TASK DESCRIPTION => From the first entry to the last, copy the material exactly as it stands.

EXTRACTED ENTRIES =>
____

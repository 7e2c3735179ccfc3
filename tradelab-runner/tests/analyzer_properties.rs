//! Property tests for the analyzers and metric functions.

use chrono::NaiveDate;
use proptest::prelude::*;
use tradelab_core::domain::{ExitReason, TradeDirection, TradeRecord};
use tradelab_runner::metrics;
use tradelab_runner::monte_carlo::{
    percentile, run_monte_carlo, MonteCarloConfig, Resampling,
};
use tradelab_runner::walk_forward::window_ranges;

fn trade(pnl: f64) -> TradeRecord {
    let date = NaiveDate::from_ymd_opt(2024, 1, 2).unwrap();
    TradeRecord {
        side: TradeDirection::Long,
        entry_bar: 0,
        entry_date: date,
        entry_price: 100.0,
        exit_bar: 1,
        exit_date: date,
        exit_price: 100.0 + pnl,
        size: 1.0,
        pnl,
        pnl_pct: pnl,
        exit_reason: ExitReason::Signal,
    }
}

proptest! {
    #[test]
    fn window_ranges_partition(len in 1usize..500, windows in 1usize..10) {
        prop_assume!(windows <= len);
        let ranges = window_ranges(len, windows);
        prop_assert_eq!(ranges.len(), windows);
        prop_assert_eq!(ranges[0].0, 0);
        prop_assert_eq!(ranges[ranges.len() - 1].1, len);
        for pair in ranges.windows(2) {
            prop_assert_eq!(pair[0].1, pair[1].0);
        }
        for &(start, end) in &ranges {
            prop_assert!(end > start);
        }
    }

    #[test]
    fn shuffle_keeps_total_return_fixed(
        pnls in prop::collection::vec(-100.0f64..100.0, 2..20),
        seed in any::<u64>(),
    ) {
        let trades: Vec<TradeRecord> = pnls.iter().map(|&p| trade(p)).collect();
        let config = MonteCarloConfig {
            simulations: 50,
            resampling: Resampling::Shuffle,
            seed,
        };
        let summary = run_monte_carlo(&trades, 10_000.0, &config).unwrap();
        let expected = pnls.iter().sum::<f64>() / 10_000.0 * 100.0;
        prop_assert!((summary.best_return_pct - expected).abs() < 1e-6);
        prop_assert!((summary.worst_return_pct - expected).abs() < 1e-6);
        prop_assert!((summary.median_return_pct - expected).abs() < 1e-6);
    }

    #[test]
    fn bootstrap_stays_within_extremes(
        pnls in prop::collection::vec(-100.0f64..100.0, 2..15),
        seed in any::<u64>(),
    ) {
        let trades: Vec<TradeRecord> = pnls.iter().map(|&p| trade(p)).collect();
        let config = MonteCarloConfig {
            simulations: 40,
            resampling: Resampling::Bootstrap,
            seed,
        };
        let summary = run_monte_carlo(&trades, 10_000.0, &config).unwrap();
        let n = pnls.len() as f64;
        let max_pnl = pnls.iter().cloned().fold(f64::NEG_INFINITY, f64::max);
        let min_pnl = pnls.iter().cloned().fold(f64::INFINITY, f64::min);
        prop_assert!(summary.best_return_pct <= n * max_pnl / 10_000.0 * 100.0 + 1e-6);
        prop_assert!(summary.worst_return_pct >= n * min_pnl / 10_000.0 * 100.0 - 1e-6);
        prop_assert!(summary.worst_return_pct <= summary.median_return_pct + 1e-9);
        prop_assert!(summary.median_return_pct <= summary.best_return_pct + 1e-9);
        prop_assert!(summary.p5_return_pct <= summary.median_return_pct + 1e-9);
        prop_assert!(summary.median_return_pct <= summary.p95_return_pct + 1e-9);
        prop_assert!((0.0..=1.0).contains(&summary.probability_of_profit));
    }

    #[test]
    fn percentile_is_monotone_and_bounded(
        mut values in prop::collection::vec(-1e6f64..1e6, 1..50),
        p_low in 0.0f64..100.0,
        p_high in 0.0f64..100.0,
    ) {
        values.sort_by(|a, b| a.total_cmp(b));
        let (lo, hi) = if p_low <= p_high { (p_low, p_high) } else { (p_high, p_low) };
        let v_lo = percentile(&values, lo);
        let v_hi = percentile(&values, hi);
        prop_assert!(v_lo <= v_hi + 1e-9);
        prop_assert!(v_lo >= values[0] - 1e-9);
        prop_assert!(v_hi <= values[values.len() - 1] + 1e-9);
    }

    #[test]
    fn trade_metrics_stay_in_range(
        pnls in prop::collection::vec(-500.0f64..500.0, 0..30),
    ) {
        let trades: Vec<TradeRecord> = pnls.iter().map(|&p| trade(p)).collect();
        let win_rate = metrics::win_rate(&trades);
        prop_assert!((0.0..=100.0).contains(&win_rate));
        prop_assert!(metrics::profit_factor(&trades) >= 0.0);
        prop_assert!(metrics::risk_reward_ratio(&trades) >= 0.0);
        let (best, worst) = metrics::streaks(&trades);
        prop_assert!(best <= trades.len());
        prop_assert!(worst <= trades.len());
    }
}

____

WRITTEN RESPONSE =>
repository 7e2c3735179ccfc3
filename tradelab-runner/tests/analyzer_properties.rs
//! Property tests for the analyzers and metric functions.

use chrono::NaiveDate;
use proptest::prelude::*;
use tradelab_core::domain::{ExitReason, TradeDirection, TradeRecord};
use tradelab_runner::metrics;
use tradelab_runner::monte_carlo::{
    percentile, run_monte_carlo, MonteCarloConfig, Resampling,
};
use tradelab_runner::walk_forward::window_ranges;

fn trade(pnl: f64) -> TradeRecord {
    let date = NaiveDate::from_ymd_opt(2024, 1, 2).unwrap();
    TradeRecord {
        side: TradeDirection::Long,
        entry_bar: 0,
        entry_date: date,
        entry_price: 100.0,
        exit_bar: 1,
        exit_date: date,
        exit_price: 100.0 + pnl,
        size: 1.0,
        pnl,
        pnl_pct: pnl,
        exit_reason: ExitReason::Signal,
    }
}

proptest! {
    #[test]
    fn window_ranges_partition(len in 1usize..500, windows in 1usize..10) {
        prop_assume!(windows <= len);
        let ranges = window_ranges(len, windows);
        prop_assert_eq!(ranges.len(), windows);
        prop_assert_eq!(ranges[0].0, 0);
        prop_assert_eq!(ranges[ranges.len() - 1].1, len);
        for pair in ranges.windows(2) {
            prop_assert_eq!(pair[0].1, pair[1].0);
        }
        for &(start, end) in &ranges {
            prop_assert!(end > start);
        }
    }

    #[test]
    fn shuffle_keeps_total_return_fixed(
        pnls in prop::collection::vec(-100.0f64..100.0, 2..20),
        seed in any::<u64>(),
    ) {
        let trades: Vec<TradeRecord> = pnls.iter().map(|&p| trade(p)).collect();
        let config = MonteCarloConfig {
            simulations: 50,
            resampling: Resampling::Shuffle,
            seed,
        };
        let summary = run_monte_carlo(&trades, 10_000.0, &config).unwrap();
        let expected = pnls.iter().sum::<f64>() / 10_000.0 * 100.0;
        prop_assert!((summary.best_return_pct - expected).abs() < 1e-6);
        prop_assert!((summary.worst_return_pct - expected).abs() < 1e-6);
        prop_assert!((summary.median_return_pct - expected).abs() < 1e-6);
    }

    #[test]
    fn bootstrap_stays_within_extremes(
        pnls in prop::collection::vec(-100.0f64..100.0, 2..15),
        seed in any::<u64>(),
    ) {
        let trades: Vec<TradeRecord> = pnls.iter().map(|&p| trade(p)).collect();
        let config = MonteCarloConfig {
            simulations: 40,
            resampling: Resampling::Bootstrap,
            seed,
        };
        let summary = run_monte_carlo(&trades, 10_000.0, &config).unwrap();
        let n = pnls.len() as f64;
        let max_pnl = pnls.iter().cloned().fold(f64::NEG_INFINITY, f64::max);
        let min_pnl = pnls.iter().cloned().fold(f64::INFINITY, f64::min);
        prop_assert!(summary.best_return_pct <= n * max_pnl / 10_000.0 * 100.0 + 1e-6);
        prop_assert!(summary.worst_return_pct >= n * min_pnl / 10_000.0 * 100.0 - 1e-6);
        prop_assert!(summary.worst_return_pct <= summary.median_return_pct + 1e-9);
        prop_assert!(summary.median_return_pct <= summary.best_return_pct + 1e-9);
        prop_assert!(summary.p5_return_pct <= summary.median_return_pct + 1e-9);
        prop_assert!(summary.median_return_pct <= summary.p95_return_pct + 1e-9);
        prop_assert!((0.0..=1.0).contains(&summary.probability_of_profit));
    }

    #[test]
    fn percentile_is_monotone_and_bounded(
        mut values in prop::collection::vec(-1e6f64..1e6, 1..50),
        p_low in 0.0f64..100.0,
        p_high in 0.0f64..100.0,
    ) {
        values.sort_by(|a, b| a.total_cmp(b));
        let (lo, hi) = if p_low <= p_high { (p_low, p_high) } else { (p_high, p_low) };
        let v_lo = percentile(&values, lo);
        let v_hi = percentile(&values, hi);
        prop_assert!(v_lo <= v_hi + 1e-9);
        prop_assert!(v_lo >= values[0] - 1e-9);
        prop_assert!(v_hi <= values[values.len() - 1] + 1e-9);
    }

    #[test]
    fn trade_metrics_stay_in_range(
        pnls in prop::collection::vec(-500.0f64..500.0, 0..30),
    ) {
        let trades: Vec<TradeRecord> = pnls.iter().map(|&p| trade(p)).collect();
        let win_rate = metrics::win_rate(&trades);
        prop_assert!((0.0..=100.0).contains(&win_rate));
        prop_assert!(metrics::profit_factor(&trades) >= 0.0);
        prop_assert!(metrics::risk_reward_ratio(&trades) >= 0.0);
        let (best, worst) = metrics::streaks(&trades);
        prop_assert!(best <= trades.len());
        prop_assert!(worst <= trades.len());
    }
}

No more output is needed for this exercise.